1.2    The Company voluntary grants stock options by way of this 2022 SLG SOP. Such grant shall not give rise to a legal right for the Beneficiary Employees to participate in a subsequent or similar plan. The 2022 SLG SOP shall not replace any employee stock option plan currently in effect.
2. Granting of Options
2.1    The Management Board, within the framework of the Supervisory Board’s authorizations, shall have sole competence over the grant of stock options under the 2022 SLG SOP (the “Option(s)”). The Management Board shall determine the number of Options granted to each Beneficiary Employee and the Strike Price applicable to the subscription of each Share (as such terms are defined in Sections 3.1 and 3.9 below); this information will be provided on an individual basis, by means of a grant letter delivered to each Beneficiary Employee when the Options are granted.
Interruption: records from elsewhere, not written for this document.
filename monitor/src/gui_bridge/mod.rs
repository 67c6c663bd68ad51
pub mod bridge;
pub mod model;
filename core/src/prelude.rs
use serde::{Deserialize, Serialize};

/// Static policy knobs shared by every pipeline component.
#[derive(Debug, Clone, Serialize, Deserialize)]
pub struct MonitorConfig {
    /// Detections scoring below this confidence are ignored outright.
    pub conf_threshold: f32,
    /// Consecutive unsafe frames required before a breach is declared
    /// (strictly greater-than, so 5 means the 6th frame alarms).
    pub persistence_threshold: u32,
    /// Minimum seconds between audio alarm firings.
    pub beep_cooldown_secs: f64,
    /// Labels that count as safety violations.
    pub unsafe_labels: Vec<String>,
    /// Labels that count as compliant equipment.
    pub safe_labels: Vec<String>,
}

impl Default for MonitorConfig {
    fn default() -> Self {
        Self {
            conf_threshold: 0.40,
            persistence_threshold: 5,
            beep_cooldown_secs: 3.0,
            unsafe_labels: default_unsafe_labels(),
            safe_labels: default_safe_labels(),
        }
    }
}

/// Label set the stand-in model ships with.
pub fn default_unsafe_labels() -> Vec<String> {
    ["No-Helmet", "No-Vest", "no_helmet", "no_vest", "head", "person"]
        .iter()
        .map(|s| s.to_string())
        .collect()
}

pub fn default_safe_labels() -> Vec<String> {
    ["Helmet", "Vest", "Hardhat", "helmet", "vest"]
        .iter()
        .map(|s| s.to_string())
        .collect()
}

/// Common error type for pipeline execution.
#[derive(thiserror::Error, Debug)]
pub enum PipelineError {
    #[error("source exhausted: {0}")]
    SourceExhausted(String),
    #[error("invalid detection: {0}")]
    InvalidDetection(String),
    #[error("internal failure: {0}")]
    Internal(String),
}

pub type PipelineResult<T> = Result<T, PipelineError>;

#[cfg(test)]
mod tests {
    use super::*;

    #[test]
    fn default_config_carries_shipped_thresholds() {
        let config = MonitorConfig::default();
        assert_eq!(config.conf_threshold, 0.40);
        assert_eq!(config.persistence_threshold, 5);
        assert_eq!(config.beep_cooldown_secs, 3.0);
        assert!(config.unsafe_labels.contains(&"No-Helmet".to_string()));
        assert!(config.safe_labels.contains(&"Hardhat".to_string()));
    }
}
use anyhow::Context;
use clap::Parser;
use generator::scenario::{ScenarioConfig, ScriptedFeed};
use gui_bridge::bridge::DashboardBridge;
use gui_bridge::model::DashboardModel;
use std::fs::{self, OpenOptions};
use std::io::Write;
use std::path::PathBuf;
use std::sync::{Arc, Mutex};
use tokio::runtime::Builder as TokioBuilder;
use tokio::signal;
use watchcore::feed::{Detector, FrameSource};
use workflow::config::MonitorSettings;
use workflow::manifest::ModelManifest;
use workflow::runner::Runner;

mod audio;
mod generator;
mod gui_bridge;
mod workflow;

#[derive(Parser)]
#[command(author, version, about = "Site safety monitor driver")]
struct Args {
    /// Run a scripted offline scenario and emit a summary
    #[arg(long, default_value_t = false)]
    offline: bool,
    /// Load monitor settings from YAML
    #[arg(long)]
    workflow: Option<PathBuf>,
    /// Model label manifest (JSON); missing file falls back to defaults
    #[arg(long)]
    model: Option<PathBuf>,
    #[arg(long, default_value_t = 0.40)]
    conf_threshold: f32,
    #[arg(long, default_value_t = 5)]
    persistence_threshold: u32,
    #[arg(long, default_value_t = 3.0)]
    beep_cooldown: f64,
    /// Frame count for the offline scenario
    #[arg(long, default_value_t = 120)]
    frames: u64,
    /// Keep the dashboard bridge alive for incoming detection payloads
    #[arg(long, default_value_t = false)]
    serve: bool,
}

fn main() -> anyhow::Result<()> {
    env_logger::init();
    let args = Args::parse();

    let settings = if let Some(path) = args.workflow {
        MonitorSettings::load(path)?
    } else {
        MonitorSettings::from_args(
            args.conf_threshold,
            args.persistence_threshold,
            args.beep_cooldown,
        )
    };

    let manifest_path = args.model.or_else(|| settings.model_manifest.clone());
    let manifest = ModelManifest::load_or_default(manifest_path.as_deref())?;
    let config = settings.to_monitor_config(&manifest);

    let runner = Arc::new(Mutex::new(Runner::new(&config, Box::new(audio::SystemBeep))));
    let dashboard = DashboardBridge::new(runner.clone());

    if args.offline {
        let scenario = ScenarioConfig {
            frames: args.frames,
            ..Default::default()
        };
        let mut feed = ScriptedFeed::new(scenario);

        let mut last_model = DashboardModel::default();
        while let Some(frame) = feed.next_frame() {
            let detections = feed.detect(&frame)?;
            let mut guard = runner.lock().unwrap();
            let report = guard.process_frame(&detections, frame.timestamp);
            last_model = DashboardBridge::render_model(&guard, &report);
        }

        println!(
            "Offline run -> status {}, alarms {}, log lines {}",
            last_model.status, last_model.alarms_fired, last_model.event_log.len()
        );

        dashboard.publish(&last_model)?;
        dashboard.publish_status("Offline scenario results ready.");

        let report = format!(
            "status={} frames={} alarms={} log_lines={}\n",
            last_model.status,
            last_model.frames_processed,
            last_model.alarms_fired,
            last_model.event_log.len()
        );
        let report_path = PathBuf::from("tools/data/offline_monitor.log");
        if let Some(parent) = report_path.parent() {
            fs::create_dir_all(parent)?;
        }
        let mut file = OpenOptions::new()
            .create(true)
            .append(true)
            .open(report_path)?;
        file.write_all(report.as_bytes())?;
    }
    if args.serve {
        dashboard.publish_status("Dashboard bridge running (Ctrl+C to stop)...");
        let runtime = TokioBuilder::new_current_thread()
            .enable_all()
            .build()
            .context("creating runtime for signal handling")?;
        runtime.block_on(async {
            signal::ctrl_c().await.context("awaiting Ctrl+C to exit")?;
            Ok::<(), anyhow::Error>(())
        })?;
    }

    Ok(())
}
2.2    The grant of Options to the Beneficiary Employees shall be free of charge. However, the exercise of Options is subject to all applicable fees, taxes and duties (see Section 8 below).
3. Exercise of Options
Conversion ratio
3.1    Subject to these Terms and Conditions (including the payment of the Strike Price and the possible adjustment provided for in Section 6.2), each Beneficiary Employee shall be entitled to convert one (1) Option into one (1) Valneva ordinary share (as referenced under ISIN FR0004056851, the “Share(s)”). All Shares resulting from the exercise of Options may be created by the Company through share capital increases, in accordance with French law.
Vesting of Options
3.2    Subject to the opening of an Exercise Period (as this term is defined in Section 3.3 below), one third (1/3) of the Options allocated to the Beneficiary Employees shall become exercisable after a period of twelve (12) months from the date such Options were granted by the Management Board of Valneva (the “Grant Date”), an additional one third (1/3) of the Options allocated to the Beneficiary Employees shall become exercisable after a period of twenty-four (24) months from the Grant Date and the remainder shall become exercisable after a period of thirty-six (36) months from the Grant Date. If one third of an allocation is not a whole number, it shall be rounded down for the two first tranches and rounded up for the last tranche.
Exercise periods
3.3    The Beneficiary Employees may exercise their Options only within specific time periods provided for that purpose (the “Exercise Period(s)”). Each Exercise Period will be announced by the Management Board of Valneva. Subject to any Lock-Up Period (as defined in Section 7.1 below), there will be up to four (4) Exercise Periods per calendar year, each of them lasting no longer than two (2) weeks. Employees and officers included in any list of insiders will not be allowed to exercise Options, even though an Exercise Period is open.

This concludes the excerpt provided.